Bad Bunny: se habla español
Cuando lanza versos como “no sueltes la bandera ni olvides el lelolai, que no quiero que te pase lo que le pasó a Hawái”, interpretada por Ricky Martin en el medio tiempo del Super Bowl LX, el mensaje es advertencia histórica.

Fernando Islas
Editorial
Fue una celebración de 14 minutos para América. El continente, no el país. Los anglosajones resumen así a Estados Unidos de América. De ahí la fuerza política conservadora MAGA, acrónimo de Make America Great Again. Hablando de reaccionarios, los británicos, en broma, se refieren a “las colonias” cuando apuntan a Nueva York o Australia, por ejemplo. Así son algunos rabo verdes. A propósito de éstos, cualquier trago amargo que dé Donald Trump debe considerarse un triunfo para sus críticos. Bad Bunny les dio ese placer con su show de medio tiempo del Super Bowl LX.
En su celebrado disco Debí tirar más fotos, Bad Bunny no hace covers ni regraba clásicos. pero hay alusiones directas a El Gran Combo de Puerto Rico, institución musical con más de seis décadas marcando el pulso sentimental de la isla.
En él se rinde tributo a sus raíces como postura política. La relación puertorriqueña con la Unión Americana no ha sido tersa. Ahí está Daniel Santos, que en plena guerra de Corea promovió “Vengo a decirle adiós a los muchachos”, leída por muchos como una despedida cargada de ironía ante el reclutamiento masivo de boricuas en el frente estadunidense.
Por lo demás, Santos dejó discos abiertamente contestatarios. Protesta cantada a pecho abierto. En esa genealogía se inscribe Bad Bunny, con la diferencia crucial de su plataforma global. Y desde ahí posiciona —como ningún otro músico isleño de su generación— una idea incómoda para el relato hegemónico: América no es únicamente Estados Unidos. Y cuando lanza versos como “no sueltes la bandera ni olvides el lelolai, que no quiero que te pase lo que le pasó a Hawái”, interpretada por Ricky Martin en el medio tiempo del Super Bowl LX, el mensaje es advertencia histórica.
El “lelolai”, ese grito que para los boricuas equivale al “ajúa” mexicano, no es simple onomatopeya festiva.
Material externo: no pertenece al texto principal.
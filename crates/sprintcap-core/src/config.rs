use crate::error::PlannerError;
use crate::result::PlannerResult;
use serde::{Deserialize, Serialize};
use std::path::{Path, PathBuf};

pub const DEFAULT_API_BASE_URL: &str = "https://app.asana.com/api/1.0";
pub const DEFAULT_SPRINT_COUNT: usize = 6;
pub const DEFAULT_SPRINT_CAPACITY: f64 = 50.0;
pub const DEFAULT_REQUEST_TIMEOUT_SECS: u64 = 30;
pub const DEFAULT_SYNC_TIMEOUT_SECS: u64 = 120;

pub const ENV_TOKEN: &str = "SPRINTCAP_TOKEN";
pub const ENV_PROJECT: &str = "SPRINTCAP_PROJECT";
pub const ENV_SPRINT_FIELD: &str = "SPRINTCAP_SPRINT_FIELD";
pub const ENV_POINTS_FIELD: &str = "SPRINTCAP_POINTS_FIELD";

#[derive(Debug, Clone, Default, Serialize, Deserialize)]
pub struct AppConfig {
    #[serde(default)]
    pub remote: RemoteConfig,
    #[serde(default)]
    pub board: BoardConfig,
}

/// Connection and field-mapping settings for the remote tracker.
///
/// `access_token` and `project_id` are the credentials; a missing or empty
/// value for either means sync is not configured.
#[derive(Clone, Serialize, Deserialize)]
pub struct RemoteConfig {
    #[serde(default = "default_base_url")]
    pub base_url: String,
    #[serde(default)]
    pub access_token: Option<String>,
    #[serde(default)]
    pub project_id: Option<String>,
    #[serde(default)]
    pub sprint_field_id: Option<String>,
    #[serde(default)]
    pub points_field_id: Option<String>,
    #[serde(default = "default_sprint_count")]
    pub sprint_count: usize,
    #[serde(default = "default_request_timeout")]
    pub request_timeout_secs: u64,
    #[serde(default = "default_sync_timeout")]
    pub sync_timeout_secs: u64,
}

impl std::fmt::Debug for RemoteConfig {
    fn fmt(&self, f: &mut std::fmt::Formatter<'_>) -> std::fmt::Result {
        f.debug_struct("RemoteConfig")
            .field("base_url", &self.base_url)
            .field("access_token", &self.access_token.as_ref().map(|_| "[REDACTED]"))
            .field("project_id", &self.project_id)
            .field("sprint_field_id", &self.sprint_field_id)
            .field("points_field_id", &self.points_field_id)
            .field("sprint_count", &self.sprint_count)
            .field("request_timeout_secs", &self.request_timeout_secs)
            .field("sync_timeout_secs", &self.sync_timeout_secs)
            .finish()
    }
}

impl Default for RemoteConfig {
    fn default() -> Self {
        Self {
            base_url: default_base_url(),
            access_token: None,
            project_id: None,
            sprint_field_id: None,
            points_field_id: None,
            sprint_count: default_sprint_count(),
            request_timeout_secs: default_request_timeout(),
            sync_timeout_secs: default_sync_timeout(),
        }
    }
}

#[derive(Debug, Clone, Serialize, Deserialize)]
pub struct BoardConfig {
    #[serde(default)]
    pub data_file: Option<PathBuf>,
    #[serde(default = "default_capacity")]
    pub default_sprint_capacity: f64,
}

impl Default for BoardConfig {
    fn default() -> Self {
        Self {
            data_file: None,
            default_sprint_capacity: default_capacity(),
        }
    }
}

fn default_base_url() -> String {
    DEFAULT_API_BASE_URL.to_string()
}

fn default_sprint_count() -> usize {
    DEFAULT_SPRINT_COUNT
}

fn default_capacity() -> f64 {
    DEFAULT_SPRINT_CAPACITY
}

fn default_request_timeout() -> u64 {
    DEFAULT_REQUEST_TIMEOUT_SECS
}

fn default_sync_timeout() -> u64 {
    DEFAULT_SYNC_TIMEOUT_SECS
}

impl AppConfig {
    pub fn config_path() -> Option<PathBuf> {
        #[cfg(target_os = "macos")]
        {
            dirs::home_dir().map(|home| home.join(".config/sprintcap/config.toml"))
        }
        #[cfg(target_os = "linux")]
        {
            dirs::config_dir().map(|config| config.join("sprintcap/config.toml"))
        }
        #[cfg(target_os = "windows")]
        {
            dirs::config_dir().map(|config| config.join("sprintcap\\config.toml"))
        }
        #[cfg(not(any(target_os = "macos", target_os = "linux", target_os = "windows")))]
        {
            None
        }
    }

    /// Load the user config, falling back to defaults when it is missing or
    /// unreadable, then apply environment overrides.
    pub fn load() -> Self {
        let mut config = Self::config_path()
            .filter(|path| path.exists())
            .and_then(|path| match Self::load_from(&path) {
                Ok(config) => Some(config),
                Err(e) => {
                    tracing::warn!("Ignoring config at {}: {}", path.display(), e);
                    None
                }
            })
            .unwrap_or_default();
        config.apply_overrides(|key| std::env::var(key).ok());
        config
    }

    pub fn load_from(path: &Path) -> PlannerResult<Self> {
        let content = std::fs::read_to_string(path)?;
        toml::from_str(&content).map_err(|e| PlannerError::Config(e.to_string()))
    }

    /// Overlay remote settings from a key lookup (normally the process
    /// environment). Empty values are ignored.
    pub fn apply_overrides<F>(&mut self, lookup: F)
    where
        F: Fn(&str) -> Option<String>,
    {
        let non_empty = |key: &str| lookup(key).filter(|v| !v.trim().is_empty());

        if let Some(token) = non_empty(ENV_TOKEN) {
            self.remote.access_token = Some(token);
        }
        if let Some(project) = non_empty(ENV_PROJECT) {
            self.remote.project_id = Some(project);
        }
        if let Some(field) = non_empty(ENV_SPRINT_FIELD) {
            self.remote.sprint_field_id = Some(field);
        }
        if let Some(field) = non_empty(ENV_POINTS_FIELD) {
            self.remote.points_field_id = Some(field);
        }
    }

    pub fn effective_data_file(&self) -> PathBuf {
        self.board
            .data_file
            .clone()
            .unwrap_or_else(|| PathBuf::from("sprintcap.json"))
    }
}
Es afirmación cultural. Un “aquí estamos” rítmico, cargado de indentidad.
En 1975, El Gran Combo de Puerto Rico lanzó Un verano en Nueva York, crónica barrial del 4 de julio vivido a ras de banqueta por los nuyoricans. Es un himno para celebrar lo ajeno sin dejar de sentirse ajenos.
Medio siglo después, Bad Bunny retoma esa tensión y la amplifica en el evento deportivo más “americano”, el Super Bowl de la National Football League, el verdadero futbol, no el soccer, según los gringos ridículos que posan en fotos con sus productos anabólicos.
Bad Bunny cantó en español en el magma de un mercado global. Hubo quienes manifestaron la contradicción de “mostrar” a los latinos como campesinos y obreros a pies del imperio, con chicas bellas zarandeando el culo y muchachos atléticos acomodándose el pene erecto. Sí, Latinoamérica es mucho más que eso, pero cada generación marca sus códigos.
De la Patagonia a la canadiense isla Victoria, y más al sur y más al norte que eso, Bad Bunny ondeó las banderas de un continente cuya mayoría se comunica con el idioma de Cervantes en un escenario de un país en que esa misma lengua la comparten 65.5 millones de hablantes. Lo escribió José Martí en su momento: “!… del Bravo a Magallanes, sentado en el lomo del cóndor, regó el Gran Semí, por las naciones románticas del continente y por las islas dolorosas del mar, la semilla de la América nueva!”.